Underlying health conditions like obesity, heart disease and diabetes have emerged as key factors in fatalities due to novel coronavirus, COVID-19. In one study, more than 99% of COVID-19 fatalities occurred among people who had underlying medical conditions.

Among the fatalities, 76.1% had high blood pressure, 35.5% had diabetes and 33% had heart disease. What’s more, another study revealed that among 18- to 49-year-olds hospitalized due to COVID-19, obesity was the most prevalent underlying condition, just ahead of hypertension.

Chronic conditions like Type 2 diabetes, heart disease and obesity have a lot in common, including the fact that they’re often fueled by poor diet.

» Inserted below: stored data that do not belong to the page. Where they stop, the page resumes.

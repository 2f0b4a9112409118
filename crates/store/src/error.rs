use thiserror::Error;

use edgegraph_chunk::ChunkCodecError;
use edgegraph_types::ValidationError;

/// Errors surfaced by a shard's row table, batched writer, and compactor.
/// Variants map onto the taxonomy's Validation / Parse-codec / Resource /
/// Concurrency buckets (spec §7).
#[derive(Debug, Error)]
pub enum StoreError {
    #[error("triple failed validation: {0:?}")]
    Validation(Vec<ValidationError>),
    #[error("row column {column} could not be decoded: {detail}")]
    RowParse { column: &'static str, detail: String },
    #[error(transparent)]
    ChunkCodec(#[from] ChunkCodecError),
    #[error("blob store operation failed: {0}")]
    Blob(#[from] BlobError),
    #[error("chunk upload failed after {attempts} attempts: {last_error}")]
    UploadExhausted { attempts: u32, last_error: String },
    #[error("no migration path from schema version {from} to {to}")]
    NoMigrationPath { from: u32, to: u32 },
    #[error("operation timed out after {0:?}")]
    Timeout(std::time::Duration),
    #[error("index update failed: {0}")]
    Index(String),
}

pub type StoreResult<T> = Result<T, StoreError>;

/// Errors from the external blob-store collaborator (spec §6).
#[derive(Debug, Error, Clone)]
pub enum BlobError {
    #[error("object {0:?} not found")]
    NotFound(String),
    #[error("blob store I/O failure: {0}")]
    Io(String),
    #[error("blob store request unauthorized")]
    Unauthorized,
}
//! Builds the running process's object graph from a [`Config`]: one
//! [`FsBlobStore`] shared by every shard and the manifest store, one
//! [`Shard`] per configured shard id registered into an
//! [`edgegraph_exec::Router`], a [`ManifestStore`] acting as the shards'
//! [`ManifestSink`], a single [`TripleIndexer`] every shard notifies as an
//! [`IndexSink`] and that [`RpcContext`] queries back out of, and the
//! [`Planner`]/[`Executor`] pair `RpcContext` dispatches through.

use std::sync::Arc;

use edgegraph_exec::{ExecConfig, Executor, Router};
use edgegraph_index::TripleIndexer;
use edgegraph_manifest::{InMemoryLocalManifestStorage, ManifestStore, ManifestStoreConfig};
use edgegraph_planner::Planner;
use edgegraph_rpc::RpcContext;
use edgegraph_store::{IndexSink, Shard, WriterConfig};

use crate::blob_fs::FsBlobStore;
use crate::config::Config;

/// Owns the pieces that `main` needs to keep alive for the lifetime of the
/// process (transport handlers only ever touch `rpc`).
pub struct App {
    pub rpc: Arc<RpcContext>,
}

pub fn build(config: &Config) -> App {
    let blob: Arc<dyn edgegraph_store::BlobStore> = Arc::new(FsBlobStore::new(&config.blob_dir));

    let manifest_store = Arc::new(ManifestStore::new(
        ManifestStoreConfig {
            max_cached_namespaces: config.manifest_max_cached_namespaces,
            max_entities_per_namespace: config.manifest_max_entities_per_namespace,
        },
        blob.clone(),
        Arc::new(InMemoryLocalManifestStorage::new()),
    ));
    let sink: Arc<dyn edgegraph_store::ManifestSink> = manifest_store;
    let index = Arc::new(TripleIndexer::new(blob.clone()));
    let index_sink: Arc<dyn IndexSink> = index.clone();

    let writer_config = WriterConfig {
        namespace: config.namespace.clone(),
        max_buffered_triples: config.writer_max_buffered_triples,
        max_pending_batches: config.writer_max_pending_batches,
        ..WriterConfig::new(&config.namespace)
    };

    let mut router = Router::new(&config.namespace);
    for shard_id in 0..config.num_shards {
        let shard = Arc::new(
            Shard::new(writer_config.clone(), blob.clone(), sink.clone()).with_index_sink(index_sink.clone()),
        );
        router.insert_shard_with_bloom_params(shard_id, shard, config.bloom_capacity, config.bloom_false_positive_rate);
    }

    let executor = Executor::new(
        router,
        ExecConfig {
            max_concurrent_shard_requests: config.exec_max_concurrent_shard_requests,
            max_refs_per_source: config.exec_max_refs_per_source,
        },
    );
    let planner = Planner::new(&config.namespace, config.planner_cache_capacity);

    App { rpc: Arc::new(RpcContext::new(executor, planner, index)) }
}

#[cfg(test)]
mod tests {
    use super::*;

    #[tokio::test]
    async fn builds_a_context_that_round_trips_an_entity() {
        let dir = tempfile::tempdir().unwrap();
        let config = Config { blob_dir: dir.path().display().to_string(), num_shards: 4, ..Config::default() };
        let app = build(&config);

        let id = format!("{}/user/1", config.namespace);
        let created = app
            .rpc
            .dispatch("createEntity", serde_json::json!({ "entity": { "id": id, "properties": { "name": "Ada" } } }))
            .await
            .unwrap();
        assert_eq!(created["properties"]["name"], "Ada");
    }

    #[tokio::test]
    async fn a_created_entity_is_fts_searchable_through_the_wired_index() {
        let dir = tempfile::tempdir().unwrap();
        let config = Config { blob_dir: dir.path().display().to_string(), num_shards: 4, ..Config::default() };
        let app = build(&config);

        let id = format!("{}/user/1", config.namespace);
        app.rpc
            .dispatch("createEntity", serde_json::json!({ "entity": { "id": id.clone(), "properties": { "bio": "graph database engineer" } } }))
            .await
            .unwrap();

        let hits = app.rpc.dispatch("ftsSearch", serde_json::json!({ "query": "graph", "predicate": "bio" })).await.unwrap();
        assert_eq!(hits, serde_json::json!([id]));
    }
}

Processed foods, junk foods and soft drinks are key culprits in the rise of such chronic diseases, and therefore have a key role to play in COVID-19 deaths. Yet, even in the midst of the COVID-19 pandemic, multinational food and beverage corporations are interfering with public policy and influencing the development of dietary guidelines.

In order to protect public health, this conflicted influence must be curbed, according to a report published by the campaign group Corporate Accountability. Meanwhile, health experts are calling out ultra-processed foods as key players in COVID-19 deaths and calling on public health guidelines to warn the public of their risks.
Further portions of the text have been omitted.